**Work instructions**
Lines of the material that include the string "crate" should be returned.
■ ■ ■ ■ ■ ■ ■
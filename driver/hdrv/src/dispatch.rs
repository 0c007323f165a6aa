//! 驱动操作分发
//!
//! 所有操作走同一个入口 [`HostapdData::driver_op`]：未绑定驱动或驱动未声明该能力时
//! 直接返回该操作的默认值，不构造描述符、不触碰句柄；否则构造描述符并调用驱动，
//! 返回值原样透传，分发层不重试、不改写。
//!
//! | 返回语义 | 未支持时 |
//! |----------|----------|
//! | 成功/失败 | `Ok(())` / `Ok(0)` |
//! | 句柄/数据 | `None` |
//! | BSS 地址合法性查询 | `true` |
//! | if_add / if_remove | `Err(IF_OP_UNSUPPORTED)` |
//! | scan | `Err(SCAN_UNSUPPORTED)` |

use alloc::vec::Vec;

use ieee80211::{HtCapabilities, HwFeatureData, MacAddr, ScanResults};

use crate::caps::DriverCaps;
use crate::context::{ApConf, HostapdData};
use crate::none::DRIVER_NONE_NAME;
use crate::ops::{DriverOps, DrvPriv};
use crate::params::{
    DriverIfType, FreqParams, IfAddParams, InitParams, RateSetsParams, ScanParams, StaAddParams,
    StaFlagsParams, TxQueueParams, WpaBssParams,
};

/// if_add / if_remove 未支持时的返回值
pub const IF_OP_UNSUPPORTED: i32 = -1;

/// scan 未支持时的返回值
pub const SCAN_UNSUPPORTED: i32 = -1;

impl HostapdData {
    /// 能力检查入口：驱动已绑定且声明了 `op` 时调用 `call`，否则返回 `default`
    fn driver_op<R>(
        &mut self,
        op: DriverCaps,
        default: R,
        call: impl FnOnce(&'static dyn DriverOps, &ApConf, &mut DrvPriv) -> R,
    ) -> R {
        match self.driver {
            Some(drv) if drv.capabilities().contains(op) => call(drv, &self.conf, &mut self.drv_priv),
            Some(drv) => {
                log::trace!(target: "hostap::hdrv", "driver {} lacks {:?}", drv.name(), op);
                default
            }
            None => {
                log::trace!(target: "hostap::hdrv", "{:?}: no driver bound", op);
                default
            }
        }
    }

    /// 初始化驱动，返回驱动私有句柄；调用方负责 [`set_drv_priv`](Self::set_drv_priv)。
    ///
    /// 网桥列表按物理接口上的 BSS 数分配，未配置网桥的 BSS 为 None；
    /// 列表分配失败时不调用驱动，返回 None。
    pub fn driver_init(&mut self, bssid: &MacAddr) -> Option<DrvPriv> {
        self.driver_op(DriverCaps::INIT, None, |drv, ap, _| {
            let iface = ap.iface();
            let mut bridge = Vec::new();
            if bridge.try_reserve_exact(iface.num_bss()).is_err() {
                log::error!(
                    target: "hostap::hdrv",
                    "{}: no memory for {} bridge slots",
                    ap.conf().iface,
                    iface.num_bss()
                );
                return None;
            }
            bridge.extend(iface.bss.iter().map(|bss| bss.bridge()));

            let conf = ap.conf();
            let params = InitParams {
                bssid,
                ifname: &conf.iface,
                ssid: &conf.ssid,
                test_socket: conf.test_socket.as_deref(),
                use_pae_group_addr: conf.use_pae_group_addr,
                bridge,
                own_addr: ap.own_addr(),
            };
            drv.hapd_init(&params)
        })
    }

    /// 拆除驱动：句柄移交给驱动释放。驱动未实现 deinit 时什么都不做，句柄保留
    pub fn driver_deinit(&mut self) {
        self.driver_op(DriverCaps::DEINIT, (), |drv, _, drv_priv| {
            drv.hapd_deinit(core::mem::take(drv_priv))
        })
    }

    pub fn set_ieee8021x(&mut self, params: &WpaBssParams<'_>) -> Result<(), i32> {
        self.driver_op(DriverCaps::SET_IEEE8021X, Ok(()), |drv, _, drv_priv| {
            drv.set_ieee8021x(drv_priv, params)
        })
    }

    pub fn set_privacy(&mut self, enabled: bool) -> Result<(), i32> {
        self.driver_op(DriverCaps::SET_PRIVACY, Ok(()), |drv, ap, drv_priv| {
            drv.set_privacy(&ap.conf().iface, drv_priv, enabled)
        })
    }

    pub fn get_seqnum(
        &mut self,
        ifname: &str,
        addr: Option<&MacAddr>,
        idx: i32,
        seq: &mut [u8],
    ) -> Result<(), i32> {
        self.driver_op(DriverCaps::GET_SEQNUM, Ok(()), |drv, _, drv_priv| {
            drv.get_seqnum(ifname, drv_priv, addr, idx, seq)
        })
    }

    pub fn flush(&mut self) -> Result<(), i32> {
        self.driver_op(DriverCaps::FLUSH, Ok(()), |drv, _, drv_priv| drv.flush(drv_priv))
    }

    pub fn set_generic_elem(&mut self, elem: &[u8]) -> Result<(), i32> {
        self.driver_op(DriverCaps::SET_GENERIC_ELEM, Ok(()), |drv, ap, drv_priv| {
            drv.set_generic_elem(&ap.conf().iface, drv_priv, elem)
        })
    }

    /// 读取驱动当前 SSID，返回写入 `buf` 的长度
    pub fn get_ssid(&mut self, buf: &mut [u8]) -> Result<usize, i32> {
        self.driver_op(DriverCaps::GET_SSID, Ok(0), |drv, ap, drv_priv| {
            drv.hapd_get_ssid(&ap.conf().iface, drv_priv, buf)
        })
    }

    pub fn set_ssid(&mut self, ssid: &[u8]) -> Result<(), i32> {
        self.driver_op(DriverCaps::SET_SSID, Ok(()), |drv, ap, drv_priv| {
            drv.hapd_set_ssid(&ap.conf().iface, drv_priv, ssid)
        })
    }

    pub fn set_countermeasures(&mut self, enabled: bool) -> Result<(), i32> {
        self.driver_op(DriverCaps::SET_COUNTERMEASURES, Ok(()), |drv, _, drv_priv| {
            drv.hapd_set_countermeasures(drv_priv, enabled)
        })
    }

    /// 新增站点；`ht_capabilities` 为 None 时原样交给驱动
    #[allow(clippy::too_many_arguments)]
    pub fn sta_add(
        &mut self,
        ifname: &str,
        addr: &MacAddr,
        aid: u16,
        capability: u16,
        supp_rates: &[u8],
        listen_interval: u16,
        ht_capabilities: Option<&HtCapabilities>,
    ) -> Result<(), i32> {
        self.driver_op(DriverCaps::STA_ADD, Ok(()), |drv, _, drv_priv| {
            let params = StaAddParams {
                addr,
                aid,
                capability,
                supp_rates,
                listen_interval,
                ht_capabilities,
            };
            drv.sta_add(ifname, drv_priv, &params)
        })
    }

    pub fn set_freq(
        &mut self,
        mode: i32,
        freq: i32,
        channel: i32,
        ht_enabled: bool,
        sec_channel_offset: i32,
    ) -> Result<(), i32> {
        self.driver_op(DriverCaps::SET_FREQ, Ok(()), |drv, _, drv_priv| {
            let data = FreqParams {
                mode,
                freq,
                channel,
                ht_enabled,
                sec_channel_offset,
            };
            drv.set_freq(drv_priv, &data)
        })
    }

    pub fn set_rts(&mut self, rts: i32) -> Result<(), i32> {
        self.driver_op(DriverCaps::SET_RTS, Ok(()), |drv, _, drv_priv| drv.set_rts(drv_priv, rts))
    }

    pub fn set_frag(&mut self, frag: i32) -> Result<(), i32> {
        self.driver_op(DriverCaps::SET_FRAG, Ok(()), |drv, _, drv_priv| drv.set_frag(drv_priv, frag))
    }

    pub fn sta_set_flags(
        &mut self,
        addr: &MacAddr,
        total_flags: u32,
        flags_or: u32,
        flags_and: u32,
    ) -> Result<(), i32> {
        self.driver_op(DriverCaps::STA_SET_FLAGS, Ok(()), |drv, _, drv_priv| {
            let params = StaFlagsParams {
                addr,
                total_flags,
                flags_or,
                flags_and,
            };
            drv.sta_set_flags(drv_priv, &params)
        })
    }

    pub fn set_rate_sets(&mut self, supp_rates: &[i32], basic_rates: &[i32], mode: i32) -> Result<(), i32> {
        self.driver_op(DriverCaps::SET_RATE_SETS, Ok(()), |drv, _, drv_priv| {
            let params = RateSetsParams {
                supp_rates,
                basic_rates,
                mode,
            };
            drv.set_rate_sets(drv_priv, &params)
        })
    }

    pub fn set_country(&mut self, country: &str) -> Result<(), i32> {
        self.driver_op(DriverCaps::SET_COUNTRY, Ok(()), |drv, _, drv_priv| {
            drv.set_country(drv_priv, country)
        })
    }

    pub fn set_cts_protect(&mut self, value: i32) -> Result<(), i32> {
        self.driver_op(DriverCaps::SET_CTS_PROTECT, Ok(()), |drv, _, drv_priv| {
            drv.set_cts_protect(drv_priv, value)
        })
    }

    pub fn set_preamble(&mut self, value: i32) -> Result<(), i32> {
        self.driver_op(DriverCaps::SET_PREAMBLE, Ok(()), |drv, _, drv_priv| {
            drv.set_preamble(drv_priv, value)
        })
    }

    pub fn set_short_slot_time(&mut self, value: i32) -> Result<(), i32> {
        self.driver_op(DriverCaps::SET_SHORT_SLOT_TIME, Ok(()), |drv, _, drv_priv| {
            drv.set_short_slot_time(drv_priv, value)
        })
    }

    pub fn set_tx_queue_params(
        &mut self,
        queue: i32,
        aifs: i32,
        cw_min: i32,
        cw_max: i32,
        burst_time: i32,
    ) -> Result<(), i32> {
        self.driver_op(DriverCaps::SET_TX_QUEUE_PARAMS, Ok(()), |drv, _, drv_priv| {
            let params = TxQueueParams {
                queue,
                aifs,
                cw_min,
                cw_max,
                burst_time,
            };
            drv.set_tx_queue_params(drv_priv, &params)
        })
    }

    /// `addr` 是否落在 `mask` 描述的 BSS 地址范围内；驱动不支持时视为不受限
    pub fn valid_bss_mask(&mut self, addr: &MacAddr, mask: &MacAddr) -> bool {
        self.driver_op(DriverCaps::VALID_BSS_MASK, true, |drv, _, drv_priv| {
            drv.valid_bss_mask(drv_priv, addr, mask)
        })
    }

    /// 新增虚拟接口；驱动返回的接口标识原样透传
    pub fn if_add(&mut self, if_type: DriverIfType, ifname: &str, addr: Option<&MacAddr>) -> Result<i32, i32> {
        self.driver_op(DriverCaps::IF_ADD, Err(IF_OP_UNSUPPORTED), |drv, ap, drv_priv| {
            let params = IfAddParams {
                if_type,
                ifname,
                addr,
            };
            drv.if_add(&ap.conf().iface, drv_priv, &params)
        })
    }

    pub fn if_remove(&mut self, if_type: DriverIfType, ifname: &str) -> Result<(), i32> {
        self.driver_op(DriverCaps::IF_REMOVE, Err(IF_OP_UNSUPPORTED), |drv, _, drv_priv| {
            drv.if_remove(drv_priv, if_type, ifname)
        })
    }

    pub fn get_hw_feature_data(&mut self) -> Option<HwFeatureData> {
        self.driver_op(DriverCaps::GET_HW_FEATURE_DATA, None, |drv, _, drv_priv| {
            drv.get_hw_feature_data(drv_priv)
        })
    }

    pub fn driver_commit(&mut self) -> Result<(), i32> {
        self.driver_op(DriverCaps::COMMIT, Ok(()), |drv, _, drv_priv| drv.commit(drv_priv))
    }

    /// 下发 HT Capabilities / HT Operation 元素；任一缺失即按未支持处理
    pub fn set_ht_params(
        &mut self,
        ifname: &str,
        ht_capab: Option<&[u8]>,
        ht_oper: Option<&[u8]>,
    ) -> Result<(), i32> {
        let (Some(ht_capab), Some(ht_oper)) = (ht_capab, ht_oper) else {
            return Ok(());
        };
        self.driver_op(DriverCaps::SET_HT_PARAMS, Ok(()), |drv, _, drv_priv| {
            drv.set_ht_params(ifname, drv_priv, ht_capab, ht_oper)
        })
    }

    /// 是否绑定了 "none" 占位驱动
    pub fn drv_none(&self) -> bool {
        self.driver.is_some_and(|drv| drv.name() == DRIVER_NONE_NAME)
    }

    pub fn driver_scan(&mut self, params: &ScanParams<'_>) -> Result<(), i32> {
        self.driver_op(DriverCaps::SCAN, Err(SCAN_UNSUPPORTED), |drv, _, drv_priv| {
            drv.scan2(drv_priv, params)
        })
    }

    pub fn driver_get_scan_results(&mut self) -> Option<ScanResults> {
        self.driver_op(DriverCaps::GET_SCAN_RESULTS, None, |drv, _, drv_priv| {
            drv.get_scan_results2(drv_priv)
        })
    }
}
■ ■ ■ ■ ■ ■ ■
**Solution for this problem**
use crate::caps::DriverCaps;
use crate::context::{ApConf, HostapdData};
use crate::none::DRIVER_NONE_NAME;
use crate::ops::{DriverOps, DrvPriv};
use crate::params::{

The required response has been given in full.